Relief. Pure relief. House looked back quickly. "Nope. She is absolutely, 150% wrong on that. Mom hasn't come up with anything new. So you two can strike that one off the worry list."

"Do you really think I'm going to accept that?" Jensen asked.

"It's the truth," House protested.

"Very tightly defined, maybe. Okay, I'll change the question. What did you tell her in that conversation that upset you?"

House started fiddling with the handle of his cane. "That was supposed to completely throw you off track." Jensen gave him an apologetic grin but still waited pointedly for an answer. House knew this drill by now, as much as it annoyed him at times. If he absolutely refused to talk about something, Jensen would leave it alone (temporarily), but the psychiatrist would first force him to a direct statement that there was an issue there that he didn't want to talk about yet. Dodging and evasion never worked in sessions. House respected the other man for that even while being irritated by it. "It wasn't something she said," House admitted finally. "At least she didn't start it." Her reaction had been excruciating for him, though.

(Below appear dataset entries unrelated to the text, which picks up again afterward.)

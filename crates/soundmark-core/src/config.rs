//! Pipeline and matching parameters
//!
//! A single immutable `SoundmarkConfig` is threaded through every stage.
//! Fields that change hash values are folded into the pipeline tag stored
//! with each track, so catalogs built with different settings are detected.

use crate::error::{Result, SoundmarkError};
use serde::{Deserialize, Serialize};

/// Bump when the fingerprint algorithm itself changes
pub const PIPELINE_VERSION: u16 = 1;

/// Fixed MurmurHash3 seed for landmark hashes
pub const HASH_SEED: u32 = 0x9747_B28C;

const TAG_CRC: crc::Crc<u32> = crc::Crc::<u32>::new(&crc::CRC_32_ISO_HDLC);

/// All pipeline tunables
#[derive(Debug, Clone, PartialEq, Serialize, Deserialize)]
#[serde(default)]
pub struct SoundmarkConfig {
    // Audio and framing
    pub sample_rate: u32,
    pub frame_size: usize,
    pub ingest_hop_size: usize,
    pub query_hop_size: usize,
    pub min_freq: f32,
    pub max_freq: f32,

    // Peak extraction
    pub peaks_per_frame: usize,
    pub peak_min_separation: usize,
    pub peak_neighborhood: usize,
    pub peak_min_prominence: f32,
    pub peak_min_magnitude: f32,

    // Landmark generation
    pub fanout: usize,
    pub min_time_delta_ms: u32,
    pub max_time_delta_ms: u32,
    pub time_quantum_ms: u32,
    /// Mix a coarse magnitude-ratio bucket into each hash
    pub hash_magnitude_ratio: bool,
    pub dedup_bucket_ms: u32,

    // Ingest segmentation
    pub ingest_max_duration_s: f64,
    pub ingest_segment_count: usize,

    // Matching
    pub min_raw_hits: usize,
    pub min_raw_hit_ratio: f64,
    pub offset_bucket_ms: i64,
    pub offset_tolerance_ms: i64,
    pub min_aligned_count: usize,
    pub min_confidence: f64,
    pub spread_weight: f64,
    pub count_bonus_threshold: usize,
    pub count_bonus_weight: f64,
    pub relative_confidence_cutoff: f64,
    pub relative_aligned_cutoff: f64,
    pub max_results: usize,
}

impl Default for SoundmarkConfig {
    fn default() -> Self {
        Self {
            sample_rate: 44100,
            frame_size: 1024,
            ingest_hop_size: 512,
            query_hop_size: 512,
            min_freq: 40.0,
            max_freq: 4000.0,

            peaks_per_frame: 5,
            peak_min_separation: 3,
            peak_neighborhood: 5,
            peak_min_prominence: 3.0,
            peak_min_magnitude: 1e-3,

            fanout: 10,
            min_time_delta_ms: 20,
            max_time_delta_ms: 2000,
            time_quantum_ms: 20,
            hash_magnitude_ratio: false,
            dedup_bucket_ms: 100,

            ingest_max_duration_s: 30.0,
            ingest_segment_count: 3,

            min_raw_hits: 10,
            min_raw_hit_ratio: 0.01,
            offset_bucket_ms: 100,
            offset_tolerance_ms: 200,
            min_aligned_count: 5,
            min_confidence: 0.25,
            spread_weight: 0.5,
            count_bonus_threshold: 150,
            count_bonus_weight: 0.1,
            relative_confidence_cutoff: 0.7,
            relative_aligned_cutoff: 0.5,
            max_results: 3,
        }
    }
}

impl SoundmarkConfig {
    /// Validate configuration parameters
    pub fn validate(&self) -> Result<()> {
        let invalid = |msg: &str| Err(SoundmarkError::InvalidConfig(msg.to_string()));

        if self.sample_rate == 0 {
            return invalid("sample_rate must be > 0");
        }
        if !self.frame_size.is_power_of_two() || self.frame_size < 64 {
            return invalid("frame_size must be a power of two >= 64");
        }
        for hop in [self.ingest_hop_size, self.query_hop_size] {
            if hop == 0 || hop > self.frame_size {
                return invalid("hop sizes must be in 1..=frame_size");
            }
        }
        if self.frame_size / 2 - 1 > u16::MAX as usize {
            return invalid("frame_size must keep spectrum bins within u16");
        }
        if !(self.min_freq >= 0.0 && self.min_freq < self.max_freq) {
            return invalid("min_freq must be >= 0 and < max_freq");
        }
        if self.max_freq > self.sample_rate as f32 / 2.0 {
            return invalid("max_freq must not exceed the Nyquist frequency");
        }
        if self.peaks_per_frame == 0 || self.peak_neighborhood == 0 {
            return invalid("peaks_per_frame and peak_neighborhood must be > 0");
        }
        if self.fanout == 0 {
            return invalid("fanout must be > 0");
        }
        if self.min_time_delta_ms == 0 || self.min_time_delta_ms > self.max_time_delta_ms {
            return invalid("time deltas must satisfy 0 < min_time_delta_ms <= max_time_delta_ms");
        }
        if self.time_quantum_ms == 0 || self.dedup_bucket_ms == 0 {
            return invalid("time_quantum_ms and dedup_bucket_ms must be > 0");
        }
        if self.ingest_max_duration_s <= 0.0 || self.ingest_segment_count == 0 {
            return invalid("ingest segmentation needs a positive duration and segment count");
        }
        if self.offset_bucket_ms <= 0 || self.offset_tolerance_ms < 0 {
            return invalid("offset_bucket_ms must be > 0 and offset_tolerance_ms >= 0");
        }
        if self.count_bonus_threshold == 0 {
            return invalid("count_bonus_threshold must be > 0");
        }
        let unit = [
            self.min_raw_hit_ratio,
            self.min_confidence,
            self.spread_weight,
            self.count_bonus_weight,
            self.relative_confidence_cutoff,
            self.relative_aligned_cutoff,
        ];
        if unit.iter().any(|v| !(0.0..=1.0).contains(v)) {
            return invalid("ratios, weights and cutoffs must lie in [0, 1]");
        }
        if self.max_results == 0 {
            return invalid("max_results must be > 0");
        }
        Ok(())
    }

    /// Spectrum bin holding `hz`
    pub fn bin_for_hz(&self, hz: f32) -> usize {
        (hz * self.frame_size as f32 / self.sample_rate as f32).round() as usize
    }

    /// Centre frequency of `bin`
    pub fn hz_for_bin(&self, bin: usize) -> f32 {
        bin as f32 * self.sample_rate as f32 / self.frame_size as f32
    }

    /// Inclusive bin range searched for peaks
    pub fn band_bins(&self) -> (usize, usize) {
        let nyquist_bin = self.frame_size / 2 - 1;
        let min_bin = self.bin_for_hz(self.min_freq).max(1);
        let max_bin = self.bin_for_hz(self.max_freq).min(nyquist_bin);
        (min_bin, max_bin)
    }

    /// Tag identifying the hash-affecting parameters, e.g. `v1-1a2b3c4d`
    pub fn pipeline_tag(&self) -> String {
        let mut digest = TAG_CRC.digest();
        digest.update(&PIPELINE_VERSION.to_le_bytes());
        digest.update(&HASH_SEED.to_le_bytes());
        digest.update(&self.sample_rate.to_le_bytes());
        digest.update(&(self.frame_size as u64).to_le_bytes());
        digest.update(&(self.ingest_hop_size as u64).to_le_bytes());
        digest.update(&self.min_freq.to_le_bytes());
        digest.update(&self.max_freq.to_le_bytes());
        digest.update(&(self.peaks_per_frame as u64).to_le_bytes());
        digest.update(&(self.peak_min_separation as u64).to_le_bytes());
        digest.update(&(self.peak_neighborhood as u64).to_le_bytes());
        digest.update(&self.peak_min_prominence.to_le_bytes());
        digest.update(&self.peak_min_magnitude.to_le_bytes());
        digest.update(&(self.fanout as u64).to_le_bytes());
        digest.update(&self.min_time_delta_ms.to_le_bytes());
        digest.update(&self.max_time_delta_ms.to_le_bytes());
        digest.update(&self.time_quantum_ms.to_le_bytes());
        digest.update(&[self.hash_magnitude_ratio as u8]);
        digest.update(&self.dedup_bucket_ms.to_le_bytes());
        format!("v{}-{:08x}", PIPELINE_VERSION, digest.finalize())
    }
}

#[cfg(test)]
mod tests {
    use super::*;

    #[test]
    fn test_default_config_is_valid() {
        let config = SoundmarkConfig::default();
        assert!(config.validate().is_ok());
        assert_eq!(config.band_bins(), (1, 93));
    }

    #[test]
    fn test_validate_rejects_bad_values() {
        let config = SoundmarkConfig {
            frame_size: 1000,
            ..Default::default()
        };
        assert!(matches!(
            config.validate(),
            Err(SoundmarkError::InvalidConfig(_))
        ));

        let config = SoundmarkConfig {
            min_time_delta_ms: 500,
            max_time_delta_ms: 100,
            ..Default::default()
        };
        assert!(config.validate().is_err());

        let config = SoundmarkConfig {
            spread_weight: 1.5,
            ..Default::default()
        };
        assert!(config.validate().is_err());
    }

    #[test]
    fn test_validate_bounds_bin_count() {
        // 2^17 samples: bins up to 65535 still fit
        let config = SoundmarkConfig {
            frame_size: 1 << 17,
            sample_rate: 192_000,
            max_freq: 96_000.0,
            ..Default::default()
        };
        assert!(config.validate().is_ok());
        assert_eq!(config.band_bins().1, u16::MAX as usize);

        let config = SoundmarkConfig {
            frame_size: 1 << 18,
            ..config
        };
        assert!(matches!(
            config.validate(),
            Err(SoundmarkError::InvalidConfig(_))
        ));
    }

    #[test]
    fn test_pipeline_tag_tracks_hash_parameters() {
        let base = SoundmarkConfig::default();
        let tag = base.pipeline_tag();
        assert!(tag.starts_with("v1-"));
        assert_eq!(tag.len(), "v1-".len() + 8);
        assert_eq!(tag, SoundmarkConfig::default().pipeline_tag());

        let fanout = SoundmarkConfig {
            fanout: 12,
            ..Default::default()
        };
        assert_ne!(fanout.pipeline_tag(), tag);

        // Matching thresholds do not affect stored landmarks
        let matching = SoundmarkConfig {
            min_confidence: 0.5,
            max_results: 10,
            ..Default::default()
        };
        assert_eq!(matching.pipeline_tag(), tag);
    }

    #[test]
    fn test_partial_toml_overrides() {
        let config: SoundmarkConfig = toml::from_str("fanout = 4\nmax_results = 1\n").unwrap();
        assert_eq!(config.fanout, 4);
        assert_eq!(config.max_results, 1);
        assert_eq!(config.frame_size, 1024);
    }
}
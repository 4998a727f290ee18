//! In-memory catalog with optional snapshot persistence

use super::{FingerprintStore, NewTrack, Posting, TrackId, TrackRecord};
use crate::error::{Result, SoundmarkError};
use crate::landmark::Landmark;
use chrono::{DateTime, Utc};
use soundmark_fp::{CatalogSnapshot, SnapshotLandmark, SnapshotReader, SnapshotTrack, SnapshotWriter};
use std::collections::{BTreeMap, HashMap};
use std::path::{Path, PathBuf};
use std::sync::{RwLock, RwLockReadGuard, RwLockWriteGuard};

struct StoredTrack {
    record: TrackRecord,
    landmarks: Vec<Landmark>,
}

struct Catalog {
    next_id: TrackId,
    tracks: BTreeMap<TrackId, StoredTrack>,
    /// hash -> postings in insertion order
    index: HashMap<u32, Vec<(TrackId, u32)>>,
}

impl Default for Catalog {
    fn default() -> Self {
        Self {
            next_id: 1,
            tracks: BTreeMap::new(),
            index: HashMap::new(),
        }
    }
}

impl Catalog {
    fn publish(&mut self, track_id: TrackId, stored: StoredTrack) {
        for landmark in &stored.landmarks {
            self.index
                .entry(landmark.hash)
                .or_default()
                .push((track_id, landmark.time_offset_ms));
        }
        self.tracks.insert(track_id, stored);
        self.next_id = self.next_id.max(track_id + 1);
    }
}

/// `RwLock`-guarded hash index plus track records.
///
/// Lookups share the read lock; an insert or removal changes the index and
/// the record table under a single write lock.
pub struct MemoryStore {
    catalog: RwLock<Catalog>,
    snapshot_path: Option<PathBuf>,
}

impl Default for MemoryStore {
    fn default() -> Self {
        Self::new()
    }
}

impl MemoryStore {
    pub fn new() -> Self {
        Self {
            catalog: RwLock::new(Catalog::default()),
            snapshot_path: None,
        }
    }

    /// Open a snapshot-backed store; a missing file starts an empty catalog
    pub fn open(path: &Path) -> Result<Self> {
        let mut store = if path.exists() {
            let snapshot = SnapshotReader::read(path).map_err(SoundmarkError::storage)?;
            let store = Self::from_snapshot(snapshot)?;
            log::info!(
                "Loaded catalog snapshot {} ({} tracks)",
                path.display(),
                store.read()?.tracks.len()
            );
            store
        } else {
            log::info!("No snapshot at {}, starting empty catalog", path.display());
            Self::new()
        };
        store.snapshot_path = Some(path.to_path_buf());
        Ok(store)
    }

    /// Write the whole catalog to `path`
    pub fn save(&self, path: &Path) -> Result<()> {
        let snapshot = self.to_snapshot()?;
        SnapshotWriter::new()
            .write(path, &snapshot)
            .map_err(SoundmarkError::storage)?;
        log::info!(
            "Saved catalog snapshot {} ({} tracks, {} landmarks)",
            path.display(),
            snapshot.tracks.len(),
            snapshot.num_landmarks()
        );
        Ok(())
    }

    pub fn to_snapshot(&self) -> Result<CatalogSnapshot> {
        let catalog = self.read()?;
        let tracks = catalog
            .tracks
            .values()
            .map(|stored| to_snapshot_track(&stored.record, &stored.landmarks))
            .collect();

        Ok(CatalogSnapshot {
            next_track_id: catalog.next_id,
            tracks,
        })
    }

    pub fn from_snapshot(snapshot: CatalogSnapshot) -> Result<Self> {
        let mut catalog = Catalog::default();
        for track in snapshot.tracks {
            let (record, landmarks) = from_snapshot_track(track)?;
            catalog.publish(record.track_id, StoredTrack { record, landmarks });
        }
        catalog.next_id = catalog.next_id.max(snapshot.next_track_id);

        Ok(Self {
            catalog: RwLock::new(catalog),
            snapshot_path: None,
        })
    }

    /// Insert a track under its existing id, e.g. when importing an export
    pub fn restore_track(&self, record: TrackRecord, landmarks: Vec<Landmark>) -> Result<()> {
        let mut catalog = self.write()?;
        if catalog.tracks.contains_key(&record.track_id) {
            return Err(SoundmarkError::Storage(format!(
                "track {} already exists",
                record.track_id
            )));
        }
        catalog.publish(record.track_id, StoredTrack { record, landmarks });
        Ok(())
    }

    fn read(&self) -> Result<RwLockReadGuard<'_, Catalog>> {
        self.catalog
            .read()
            .map_err(|_| SoundmarkError::Storage("catalog lock poisoned".to_string()))
    }

    fn write(&self) -> Result<RwLockWriteGuard<'_, Catalog>> {
        self.catalog
            .write()
            .map_err(|_| SoundmarkError::Storage("catalog lock poisoned".to_string()))
    }
}

impl FingerprintStore for MemoryStore {
    fn insert_track(&self, track: &NewTrack, landmarks: &[Landmark]) -> Result<TrackId> {
        let mut catalog = self.write()?;
        let track_id = catalog.next_id;

        let record = TrackRecord {
            track_id,
            title: track.title.clone(),
            artist: track.artist.clone(),
            album: track.album.clone(),
            duration_seconds: track.duration_seconds,
            pipeline_tag: track.pipeline_tag.clone(),
            created_at: Utc::now(),
            fingerprint_count: landmarks.len(),
        };
        catalog.publish(
            track_id,
            StoredTrack {
                record,
                landmarks: landmarks.to_vec(),
            },
        );
        Ok(track_id)
    }

    fn lookup_by_hashes(&self, hashes: &[u32]) -> Result<Vec<Posting>> {
        let catalog = self.read()?;
        let mut postings = Vec::new();
        for &hash in hashes {
            if let Some(hits) = catalog.index.get(&hash) {
                let start = postings.len();
                postings.extend(hits.iter().map(|&(track_id, time_offset_ms)| Posting {
                    track_id,
                    time_offset_ms,
                    hash,
                }));
                postings[start..].sort_by_key(|p| (p.track_id, p.time_offset_ms));
            }
        }
        Ok(postings)
    }

    fn remove_track(&self, track_id: TrackId) -> Result<bool> {
        let mut catalog = self.write()?;
        let Some(stored) = catalog.tracks.remove(&track_id) else {
            return Ok(false);
        };

        for landmark in &stored.landmarks {
            if let Some(hits) = catalog.index.get_mut(&landmark.hash) {
                hits.retain(|&(id, _)| id != track_id);
                if hits.is_empty() {
                    catalog.index.remove(&landmark.hash);
                }
            }
        }
        Ok(true)
    }

    fn track(&self, track_id: TrackId) -> Result<Option<TrackRecord>> {
        Ok(self.read()?.tracks.get(&track_id).map(|s| s.record.clone()))
    }

    fn tracks(&self, track_ids: &[TrackId]) -> Result<Vec<TrackRecord>> {
        let catalog = self.read()?;
        let mut records: Vec<TrackRecord> = track_ids
            .iter()
            .filter_map(|id| catalog.tracks.get(id).map(|s| s.record.clone()))
            .collect();
        records.sort_by_key(|r| r.track_id);
        records.dedup_by_key(|r| r.track_id);
        Ok(records)
    }

    fn list_tracks(&self) -> Result<Vec<TrackRecord>> {
        Ok(self.read()?.tracks.values().map(|s| s.record.clone()).collect())
    }

    fn landmarks(&self, track_id: TrackId) -> Result<Vec<Landmark>> {
        self.read()?
            .tracks
            .get(&track_id)
            .map(|s| s.landmarks.clone())
            .ok_or(SoundmarkError::TrackNotFound(track_id))
    }

    fn flush(&self) -> Result<()> {
        match &self.snapshot_path {
            Some(path) => self.save(path),
            None => Ok(()),
        }
    }
}

/// Snapshot/export form of a track
pub fn to_snapshot_track(record: &TrackRecord, landmarks: &[Landmark]) -> SnapshotTrack {
    SnapshotTrack {
        track_id: record.track_id,
        title: record.title.clone(),
        artist: record.artist.clone(),
        album: record.album.clone(),
        duration_seconds: record.duration_seconds,
        pipeline_tag: record.pipeline_tag.clone(),
        created_at: record.created_at.to_rfc3339(),
        landmarks: landmarks
            .iter()
            .map(|l| SnapshotLandmark {
                hash: l.hash,
                time_offset_ms: l.time_offset_ms,
                anchor_freq: l.anchor_freq,
                target_freq: l.target_freq,
                delta_time_ms: l.delta_time_ms,
                strength: l.strength,
            })
            .collect(),
    }
}

/// Inverse of [`to_snapshot_track`]
pub fn from_snapshot_track(track: SnapshotTrack) -> Result<(TrackRecord, Vec<Landmark>)> {
    let created_at = DateTime::parse_from_rfc3339(&track.created_at)
        .map_err(|e| {
            SoundmarkError::Storage(format!(
                "track {} has an invalid created_at '{}': {}",
                track.track_id, track.created_at, e
            ))
        })?
        .with_timezone(&Utc);

    let landmarks: Vec<Landmark> = track
        .landmarks
        .iter()
        .map(|l| Landmark {
            hash: l.hash,
            time_offset_ms: l.time_offset_ms,
            anchor_freq: l.anchor_freq,
            target_freq: l.target_freq,
            delta_time_ms: l.delta_time_ms,
            strength: l.strength,
        })
        .collect();

    let record = TrackRecord {
        track_id: track.track_id,
        title: track.title,
        artist: track.artist,
        album: track.album,
        duration_seconds: track.duration_seconds,
        pipeline_tag: track.pipeline_tag,
        created_at,
        fingerprint_count: landmarks.len(),
    };
    Ok((record, landmarks))
}

#[cfg(test)]
mod tests {
    use super::*;

    fn landmark(hash: u32, time_offset_ms: u32) -> Landmark {
        Landmark {
            hash,
            time_offset_ms,
            anchor_freq: 10,
            target_freq: 20,
            delta_time_ms: 23.2,
            strength: 0.5,
        }
    }

    fn new_track(title: &str) -> NewTrack {
        NewTrack {
            title: title.to_string(),
            artist: "Generator".to_string(),
            album: None,
            duration_seconds: 10.0,
            pipeline_tag: "v1-test".to_string(),
        }
    }

    #[test]
    fn test_insert_assigns_ids_and_indexes_postings() {
        let store = MemoryStore::new();
        let a = store
            .insert_track(&new_track("A"), &[landmark(1, 0), landmark(2, 100)])
            .unwrap();
        let b = store.insert_track(&new_track("B"), &[landmark(2, 500)]).unwrap();
        assert_eq!((a, b), (1, 2));

        let postings = store.lookup_by_hashes(&[2, 99, 1]).unwrap();
        assert_eq!(
            postings,
            vec![
                Posting { track_id: a, time_offset_ms: 100, hash: 2 },
                Posting { track_id: b, time_offset_ms: 500, hash: 2 },
                Posting { track_id: a, time_offset_ms: 0, hash: 1 },
            ]
        );

        let record = store.track(a).unwrap().unwrap();
        assert_eq!(record.title, "A");
        assert_eq!(record.fingerprint_count, 2);
        assert_eq!(store.list_tracks().unwrap().len(), 2);
    }

    #[test]
    fn test_remove_drops_record_and_postings() {
        let store = MemoryStore::new();
        let a = store.insert_track(&new_track("A"), &[landmark(7, 0)]).unwrap();
        let b = store.insert_track(&new_track("B"), &[landmark(7, 40)]).unwrap();

        assert!(store.remove_track(a).unwrap());
        assert!(!store.remove_track(a).unwrap());
        assert!(store.track(a).unwrap().is_none());
        assert!(matches!(
            store.landmarks(a),
            Err(SoundmarkError::TrackNotFound(id)) if id == a
        ));

        let postings = store.lookup_by_hashes(&[7]).unwrap();
        assert_eq!(postings.len(), 1);
        assert_eq!(postings[0].track_id, b);

        // Ids are never reused
        let c = store.insert_track(&new_track("C"), &[]).unwrap();
        assert_eq!(c, 3);
    }

    #[test]
    fn test_snapshot_round_trip_through_file() {
        let dir = tempfile::tempdir().unwrap();
        let path = dir.path().join("catalog.smcat");

        let store = MemoryStore::open(&path).unwrap();
        let a = store
            .insert_track(&new_track("A"), &[landmark(1, 0), landmark(3, 60)])
            .unwrap();
        store.insert_track(&new_track("B"), &[landmark(3, 10)]).unwrap();
        store.remove_track(a).unwrap();
        store.flush().unwrap();

        let reopened = MemoryStore::open(&path).unwrap();
        let tracks = reopened.list_tracks().unwrap();
        assert_eq!(tracks.len(), 1);
        assert_eq!(tracks[0].title, "B");
        assert_eq!(tracks, store.list_tracks().unwrap());
        assert_eq!(reopened.lookup_by_hashes(&[3]).unwrap().len(), 1);
        assert!(reopened.lookup_by_hashes(&[1]).unwrap().is_empty());

        // next id survives the round trip
        let c = reopened.insert_track(&new_track("C"), &[]).unwrap();
        assert_eq!(c, 3);
    }

    #[test]
    fn test_restore_track_rejects_duplicate_ids() {
        let store = MemoryStore::new();
        let id = store.insert_track(&new_track("A"), &[landmark(5, 0)]).unwrap();
        let record = store.track(id).unwrap().unwrap();
        let landmarks = store.landmarks(id).unwrap();

        assert!(store.restore_track(record.clone(), landmarks.clone()).is_err());

        let other = MemoryStore::new();
        other.restore_track(record, landmarks).unwrap();
        assert_eq!(other.lookup_by_hashes(&[5]).unwrap()[0].track_id, id);
        assert_eq!(other.insert_track(&new_track("B"), &[]).unwrap(), id + 1);
    }

    #[test]
    fn test_lookup_orders_postings_by_track_within_hash() {
        let store = MemoryStore::new();
        let a = store.insert_track(&new_track("A"), &[landmark(4, 0)]).unwrap();
        let b = store.insert_track(&new_track("B"), &[landmark(4, 900)]).unwrap();
        let record = store.track(a).unwrap().unwrap();
        store.remove_track(a).unwrap();

        // Restored after B, but still listed before it
        store
            .restore_track(record, vec![landmark(4, 300), landmark(6, 0)])
            .unwrap();
        let postings = store.lookup_by_hashes(&[6, 4]).unwrap();
        let order: Vec<(u32, TrackId)> = postings.iter().map(|p| (p.hash, p.track_id)).collect();
        assert_eq!(order, vec![(6, a), (4, a), (4, b)]);
    }

    #[test]
    fn test_tracks_fetches_existing_records_in_one_call() {
        let store = MemoryStore::new();
        let a = store.insert_track(&new_track("A"), &[]).unwrap();
        let b = store.insert_track(&new_track("B"), &[]).unwrap();

        let records = store.tracks(&[b, 42, a, b]).unwrap();
        let ids: Vec<TrackId> = records.iter().map(|r| r.track_id).collect();
        assert_eq!(ids, vec![a, b]);
        assert!(store.tracks(&[]).unwrap().is_empty());
    }
}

"So you started it," Jensen stated. "What exactly is the it in question?"

House sighed. "I haven't had a chance to tell you, but we've had some other things come up the last week with the girls. I'm not avoiding things, damn it. This is relevant."

"I didn't say anything," Jensen replied. "I can tell it's relevant." House was a coiled spring right now. Thinking about Saturday morning and his ultimatum to Cuddy had brought on a panic attack, but thinking about whatever this was simply cranked up the tension and insecurity many times over. Not panic, more an odd kind of resolve, but many emotional layers on top of it, too. If House had been like this exiting the bedroom after the phone call, no wonder Cuddy had concluded - correctly even if with directions reversed - that it was bothering him.

"Abby." An odd shimmer of pride through the tension. "Abby suddenly inserted herself into Rachel's piano lesson one night. The first time, she could do perfectly what Rachel hasn't been able to learn and retain over months. I've worked with her a few times since. The kid is a musical genius. She's young, of course, and her hands can't even reach anything like chords. She'll have to grow some. But it's there. I can tell, even now."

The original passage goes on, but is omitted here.